The study of heat transport in porous media has recently attracted a lot of attention due to the wide range of industrial and geological applications, yet the impact of the structural heterogeneity of naturally occurring aquifers on their hydraulic and thermal properties is often disregarded. In that regard, a novel application of phosphor thermometry to porous media is proposed with the aim of examining under which conditions the validity of existing thermal transfer models in complex natural saturated porous media can be questioned. This experimental technique relies on monitoring the temperature-dependent luminescence properties of solid phosphor particles seeded into the fluid as tracers, using light sources and cameras.
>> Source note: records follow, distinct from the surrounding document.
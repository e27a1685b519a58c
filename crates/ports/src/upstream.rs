//! 上游数据源 trait 定义

use async_trait::async_trait;
use taa_common::{AccessTokenSet, Identity};

/// 访问令牌数据源
#[async_trait]
pub trait AccessSource: Send + Sync {
    /// 查询某个身份的访问令牌
    ///
    /// `Some(空集合)` 表示上游确认没有可报告的内容；
    /// `None` 表示无法确定（连接失败或查询失败）。
    async fn fetch(&self, identity: &Identity) -> Option<AccessTokenSet>;
}

/// 上游可达性检查
#[async_trait]
pub trait UpstreamProbe: Send + Sync {
    /// 上游当前能否建立连接
    async fn probe(&self) -> bool;
}
//! 请求处理器

use axum::Json;
use axum::extract::{Path, State};
use axum::http::{HeaderMap, StatusCode};
use axum::response::IntoResponse;
use serde::Serialize;
use taa_common::Identity;
use taa_errors::{AppError, AppResult};
use tracing::debug;

use super::state::{AppState, QUERY_KEY_HEADER};

#[derive(Debug, Serialize)]
pub struct TargetAccessResponse {
    pub count: usize,
    pub target_access: Vec<String>,
}

#[derive(Debug, Serialize)]
pub struct PingResponse {
    pub ping: String,
}

#[derive(Debug, Serialize)]
pub struct VersionResponse {
    pub kind: &'static str,
    pub name: &'static str,
    pub version: &'static str,
}

/// `GET /target-access/{username}`
pub async fn target_access(
    State(state): State<AppState>,
    headers: HeaderMap,
    Path(username): Path<String>,
) -> AppResult<Json<TargetAccessResponse>> {
    let provided = headers
        .get(QUERY_KEY_HEADER)
        .and_then(|value| value.to_str().ok());
    if !state.query_key_matches(provided) {
        return Err(AppError::forbidden(format!(
            "Invalid or missing {}",
            QUERY_KEY_HEADER
        )));
    }

    let identity = Identity::parse(&username)?;
    let tokens = state.orchestrator.lookup(&identity).await;
    debug!(identity = %identity, count = tokens.len(), "Target access served");

    Ok(Json(TargetAccessResponse {
        count: tokens.len(),
        target_access: tokens.to_vec(),
    }))
}

/// `GET /ping/`
pub async fn ping(State(state): State<AppState>) -> Json<PingResponse> {
    Json(PingResponse {
        ping: state.availability.status().await,
    })
}

/// `GET /version/`
pub async fn version() -> Json<VersionResponse> {
    Json(VersionResponse {
        kind: "ISPYB",
        name: "Rust Axum",
        version: env!("CARGO_PKG_VERSION"),
    })
}

/// `GET /metrics`
pub async fn metrics(State(state): State<AppState>) -> impl IntoResponse {
    match state.render_metrics() {
        Some(body) => (
            StatusCode::OK,
            [("content-type", "text/plain; version=0.0.4")],
            body,
        )
            .into_response(),
        None => AppError::not_found("Metrics recorder not installed").into_response(),
    }
}
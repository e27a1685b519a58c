//! target-access - 访问令牌缓存网关
//!
//! 回答“某个用户可以访问哪些提案和访问”。答案优先来自共享缓存，
//! 过期后经 SSH 隧道向 ISPyB 刷新。

pub mod admin;
pub mod api;
pub mod application;
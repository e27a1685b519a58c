//! 管理工具的缓存统计

use std::fmt;

use chrono::{DateTime, Utc};
use taa_common::{
    ISPYB_PING_COUNTER_KEY, ISPYB_QUERY_COUNTER_KEY, Identity, PING_CACHE_KEY, PING_COUNTER_KEY,
    QUERY_COUNTER_KEY, is_identity_key, timestamp_key,
};
use taa_ports::CacheStore;

/// 缓存命中减少的上游访问比例，四舍五入到整数百分比
pub fn reduction_percent(requests: i64, upstream: i64) -> i64 {
    if requests <= 0 {
        return 0;
    }
    (100.0 * (requests - upstream) as f64 / requests as f64).round() as i64
}

/// 一个身份的缓存摘要
#[derive(Debug, Clone, PartialEq, Eq)]
pub struct CachedUser {
    pub username: String,
    pub tas: usize,
    pub collected: Option<DateTime<Utc>>,
}

impl fmt::Display for CachedUser {
    fn fmt(&self, f: &mut fmt::Formatter<'_>) -> fmt::Result {
        let collected = self
            .collected
            .map(|at| at.to_rfc3339())
            .unwrap_or_else(|| "unknown".to_string());
        write!(
            f,
            "username='{}' #tas={} collected={}",
            self.username, self.tas, collected
        )
    }
}

/// 缓存统计
#[derive(Debug, Clone, Default)]
pub struct CacheStats {
    pub ping_status: Option<String>,
    pub ping_count: i64,
    pub ispyb_ping_count: i64,
    pub query_count: i64,
    pub ispyb_query_count: i64,
    pub users: Vec<CachedUser>,
}

impl CacheStats {
    /// 从存储收集统计
    pub async fn collect(store: &dyn CacheStore) -> Self {
        let counter = |key: &'static str| async move {
            store
                .get(key)
                .await
                .and_then(|value| value.as_integer())
                .unwrap_or(0)
        };

        let mut users = Vec::new();
        for key in store.keys().await {
            if !is_identity_key(&key) {
                continue;
            }
            let Ok(identity) = Identity::from_encoded(&key) else {
                continue;
            };
            let tas = store
                .get(&key)
                .await
                .and_then(|value| value.into_token_set())
                .map(|set| set.len())
                .unwrap_or(0);
            let collected = store
                .get(&timestamp_key(&key))
                .await
                .and_then(|value| value.as_instant());
            users.push(CachedUser {
                username: identity.username().to_string(),
                tas,
                collected,
            });
        }
        users.sort_by(|a, b| a.username.cmp(&b.username));

        Self {
            ping_status: store
                .get(PING_CACHE_KEY)
                .await
                .and_then(|value| value.as_text().map(str::to_string)),
            ping_count: counter(PING_COUNTER_KEY).await,
            ispyb_ping_count: counter(ISPYB_PING_COUNTER_KEY).await,
            query_count: counter(QUERY_COUNTER_KEY).await,
            ispyb_query_count: counter(ISPYB_QUERY_COUNTER_KEY).await,
            users,
        }
    }

    pub fn total_tas(&self) -> usize {
        self.users.iter().map(|user| user.tas).sum()
    }

    pub fn max_tas(&self) -> usize {
        self.users.iter().map(|user| user.tas).max().unwrap_or(0)
    }

    pub fn avg_tas(&self) -> f64 {
        if self.users.is_empty() {
            0.0
        } else {
            self.total_tas() as f64 / self.users.len() as f64
        }
    }
}

impl fmt::Display for CacheStats {
    fn fmt(&self, f: &mut fmt::Formatter<'_>) -> fmt::Result {
        writeln!(
            f,
            "ping_status='{}'",
            self.ping_status.as_deref().unwrap_or("Unknown")
        )?;
        writeln!(
            f,
            "ping_count={}/{} (reduction={}%)",
            self.ispyb_ping_count,
            self.ping_count,
            reduction_percent(self.ping_count, self.ispyb_ping_count)
        )?;
        writeln!(
            f,
            "query_count={}/{} (reduction={}%)",
            self.ispyb_query_count,
            self.query_count,
            reduction_percent(self.query_count, self.ispyb_query_count)
        )?;
        writeln!(f, "---")?;
        for user in &self.users {
            writeln!(f, "{}", user)?;
        }
        if !self.users.is_empty() {
            writeln!(f, "---")?;
        }
        writeln!(f, "total usernames={}", self.users.len())?;
        writeln!(f, "total tas={}", self.total_tas())?;
        writeln!(f, "max tas={}", self.max_tas())?;
        write!(f, "avg tas={}", self.avg_tas())
    }
}

#[cfg(test)]
mod tests {
    use super::*;
    use taa_bootstrap::MemoryStore;
    use taa_common::{AccessTokenSet, CacheValue};

    #[test]
    fn test_reduction_percent() {
        assert_eq!(reduction_percent(0, 0), 0);
        assert_eq!(reduction_percent(10, 10), 0);
        assert_eq!(reduction_percent(10, 1), 90);
        assert_eq!(reduction_percent(3, 1), 67);
        assert_eq!(reduction_percent(8, 1), 88);
    }

    #[tokio::test]
    async fn test_collect_skips_reserved_keys() {
        let store = MemoryStore::new();
        let set: AccessTokenSet = ["lb1", "lb1-1"].into_iter().collect();
        store.set("dave%20lister", &set.into()).await.unwrap();
        store
            .set(&timestamp_key("dave%20lister"), &CacheValue::Instant(Utc::now()))
            .await
            .unwrap();
        store.set("alice", &AccessTokenSet::new().into()).await.unwrap();
        store.set(PING_CACHE_KEY, &CacheValue::Text("OK".into())).await.unwrap();
        store.increment(QUERY_COUNTER_KEY, 4).await;
        store.increment(ISPYB_QUERY_COUNTER_KEY, 1).await;

        let stats = CacheStats::collect(&store).await;

        assert_eq!(stats.users.len(), 2);
        assert_eq!(stats.users[0].username, "alice");
        assert_eq!(stats.users[1].username, "dave lister");
        assert_eq!(stats.users[1].tas, 2);
        assert!(stats.users[1].collected.is_some());
        assert_eq!(stats.total_tas(), 2);
        assert_eq!(stats.max_tas(), 2);
        assert_eq!(stats.avg_tas(), 1.0);

        let report = stats.to_string();
        assert!(report.contains("ping_status='OK'"));
        assert!(report.contains("query_count=1/4 (reduction=75%)"));
        assert!(report.contains("username='dave lister' #tas=2"));
    }
}
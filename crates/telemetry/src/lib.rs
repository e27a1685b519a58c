//! telemetry - 可观测性库
//!
//! tracing 初始化和 Prometheus 指标。指标名集中定义在这里，
//! 各适配器通过下面的记录函数上报。

use metrics::counter;
use metrics_exporter_prometheus::{BuildError, PrometheusBuilder, PrometheusHandle};
use tracing_subscriber::{EnvFilter, layer::SubscriberExt, util::SubscriberInitExt};

pub const TUNNELS_STARTED: &str = "taa_tunnels_started_total";
pub const CONNECTION_ATTEMPTS_FAILED: &str = "taa_ispyb_connection_attempts_failed_total";
pub const CONNECTIONS: &str = "taa_ispyb_connections_total";
pub const CONNECTION_FAILURES: &str = "taa_ispyb_connection_failures_total";
pub const CACHE_LOOKUPS: &str = "taa_cache_lookups_total";
pub const STORE_ERRORS: &str = "taa_store_errors_total";
pub const UPSTREAM_FETCHES: &str = "taa_upstream_fetches_total";

/// 初始化 tracing
pub fn init_tracing(log_level: &str) {
    let filter = EnvFilter::try_from_default_env().unwrap_or_else(|_| EnvFilter::new(log_level));

    tracing_subscriber::registry()
        .with(filter)
        .with(tracing_subscriber::fmt::layer())
        .init();
}

/// 初始化 JSON 格式的 tracing（生产环境）
pub fn init_tracing_json(log_level: &str) {
    let filter = EnvFilter::try_from_default_env().unwrap_or_else(|_| EnvFilter::new(log_level));

    tracing_subscriber::registry()
        .with(filter)
        .with(tracing_subscriber::fmt::layer().json())
        .init();
}

/// 初始化 Prometheus metrics
pub fn init_metrics() -> Result<PrometheusHandle, BuildError> {
    PrometheusBuilder::new().install_recorder()
}

/// 新建 SSH 隧道
pub fn record_tunnel_started() {
    counter!(TUNNELS_STARTED).increment(1);
}

/// 数据库握手失败一次
pub fn record_connection_attempt_failed() {
    counter!(CONNECTION_ATTEMPTS_FAILED).increment(1);
}

/// 数据库会话建立成功
pub fn record_connection() {
    counter!(CONNECTIONS).increment(1);
}

/// 重试预算耗尽
pub fn record_connection_failure() {
    counter!(CONNECTION_FAILURES).increment(1);
}

/// 编排层的缓存判定：`hit` 或 `refresh`
pub fn record_cache_lookup(result: &'static str) {
    counter!(CACHE_LOOKUPS, "result" => result).increment(1);
}

/// 存储操作在重试后仍然失败
pub fn record_store_error(operation: &'static str) {
    counter!(STORE_ERRORS, "operation" => operation).increment(1);
}

/// 上游查询结果：`ok`、`empty` 或 `failed`
pub fn record_upstream_fetch(outcome: &'static str) {
    counter!(UPSTREAM_FETCHES, "outcome" => outcome).increment(1);
}
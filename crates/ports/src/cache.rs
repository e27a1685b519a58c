//! Cache trait 定义

use async_trait::async_trait;
use taa_common::{CacheValue, MAX_STORE_KEY_LENGTH, MAX_VALUE_SIZE};
use thiserror::Error;

/// 被拒绝的写入
///
/// 后端暂时不可用不是错误：实现内部重试后记录日志并当作软失败处理。
#[derive(Debug, Clone, PartialEq, Eq, Error)]
pub enum StoreError {
    #[error("Value for '{key}' is {size} bytes, the limit is {max}")]
    ValueTooLarge { key: String, size: usize, max: usize },

    #[error("Key is {len} bytes, the limit is {max}")]
    KeyTooLong { len: usize, max: usize },
}

/// 写入前检查键和负载大小，超限直接拒绝而不是截断
///
/// `key` 是调用方给出的键，实现自己添加的命名空间前缀不计入长度。
pub fn check_limits(key: &str, payload_len: usize) -> Result<(), StoreError> {
    if key.len() > MAX_STORE_KEY_LENGTH {
        return Err(StoreError::KeyTooLong {
            len: key.len(),
            max: MAX_STORE_KEY_LENGTH,
        });
    }
    if payload_len > MAX_VALUE_SIZE {
        return Err(StoreError::ValueTooLarge {
            key: key.to_string(),
            size: payload_len,
            max: MAX_VALUE_SIZE,
        });
    }
    Ok(())
}

/// 带类型标签的共享缓存
///
/// 实现必须可以并发使用。读操作在后端故障时返回 `None`（软未命中），
/// 调用方把它当作普通的未命中处理。
#[async_trait]
pub trait CacheStore: Send + Sync {
    /// 获取缓存值
    async fn get(&self, key: &str) -> Option<CacheValue>;

    /// 写入缓存值
    async fn set(&self, key: &str, value: &CacheValue) -> Result<(), StoreError>;

    /// 原子递增计数器，不存在时从 0 开始
    async fn increment(&self, key: &str, delta: i64) -> Option<i64>;

    /// 删除键，返回键是否存在
    async fn delete(&self, key: &str) -> bool;

    /// 列出命名空间内的所有键（管理工具使用）
    async fn keys(&self) -> Vec<String>;
}
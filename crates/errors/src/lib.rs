//! taa-errors - 请求层统一错误处理
//!
//! 基于 RFC 7807 Problem Details 规范

use axum::Json;
use axum::http::StatusCode;
use axum::response::{IntoResponse, Response};
use serde::{Deserialize, Serialize};
use taa_common::IdentityError;
use thiserror::Error;

/// 应用错误类型
///
/// 只描述请求本身的问题。上游不可用不会出现在这里，
/// 编排层会降级为缓存值或空集合。
#[derive(Debug, Error)]
pub enum AppError {
    #[error("Not found: {0}")]
    NotFound(String),

    #[error("Validation error: {0}")]
    Validation(String),

    #[error("Forbidden: {0}")]
    Forbidden(String),

    #[error("Internal error: {0}")]
    Internal(String),
}

impl AppError {
    pub fn not_found(msg: impl Into<String>) -> Self {
        Self::NotFound(msg.into())
    }

    pub fn validation(msg: impl Into<String>) -> Self {
        Self::Validation(msg.into())
    }

    pub fn forbidden(msg: impl Into<String>) -> Self {
        Self::Forbidden(msg.into())
    }

    pub fn internal(msg: impl Into<String>) -> Self {
        Self::Internal(msg.into())
    }

    /// 转换为 HTTP 状态码
    pub fn status_code(&self) -> u16 {
        match self {
            Self::NotFound(_) => 404,
            Self::Validation(_) => 400,
            Self::Forbidden(_) => 403,
            Self::Internal(_) => 500,
        }
    }

    /// 转换为 Problem Details
    pub fn to_problem_details(&self) -> ProblemDetails {
        ProblemDetails {
            r#type: self.problem_type(),
            title: self.problem_title(),
            status: self.status_code(),
            detail: self.to_string(),
            instance: None,
        }
    }

    fn problem_type(&self) -> String {
        let slug = match self {
            Self::NotFound(_) => "not-found",
            Self::Validation(_) => "validation",
            Self::Forbidden(_) => "forbidden",
            Self::Internal(_) => "internal",
        };
        format!("about:blank#{}", slug)
    }

    fn problem_title(&self) -> String {
        match self {
            Self::NotFound(_) => "Resource Not Found".to_string(),
            Self::Validation(_) => "Validation Error".to_string(),
            Self::Forbidden(_) => "Forbidden".to_string(),
            Self::Internal(_) => "Internal Server Error".to_string(),
        }
    }
}

impl From<IdentityError> for AppError {
    fn from(err: IdentityError) -> Self {
        Self::Validation(err.to_string())
    }
}

impl IntoResponse for AppError {
    fn into_response(self) -> Response {
        let status =
            StatusCode::from_u16(self.status_code()).unwrap_or(StatusCode::INTERNAL_SERVER_ERROR);
        let mut response = (status, Json(self.to_problem_details())).into_response();
        response.headers_mut().insert(
            axum::http::header::CONTENT_TYPE,
            axum::http::HeaderValue::from_static("application/problem+json"),
        );
        response
    }
}

/// RFC 7807 Problem Details
#[derive(Debug, Clone, Serialize, Deserialize)]
pub struct ProblemDetails {
    pub r#type: String,
    pub title: String,
    pub status: u16,
    pub detail: String,
    #[serde(skip_serializing_if = "Option::is_none")]
    pub instance: Option<String>,
}

/// Result 类型别名
pub type AppResult<T> = Result<T, AppError>;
It offers the possibility of characterizing quantitatively the interaction between flow and heat transport processes at the pore scale in transparent analog porous media, with minimal interference and from spatially-resolved measurements, hereby overcoming the technical limitations of current experimental techniques, which are constrained to point temperature measurements.Here, as proof of concept, we present a demonstration experiment performed on a slow-moving flow in a synthetic porous medium with a heterogenous size distribution, and using YAG:Cr3+, a thermographic phosphor with a temperature sensitivity exceeding 0.3%/K [1]. The measurements are performed using a modulated light source and are recorded at a sampling rate of 1 kHz during continuous injection of an aqueous solution which is initially at a constant temperature, different from that of the resident solution. The results show the dynamics of the spatial temperature distribution in the porous medium with a precision of ±0.3°C.[1] J. L. Bonilla and B. Fond, "Phosphor thermometry using the phase-shift method: optimization and comparison with decay time method," 2022.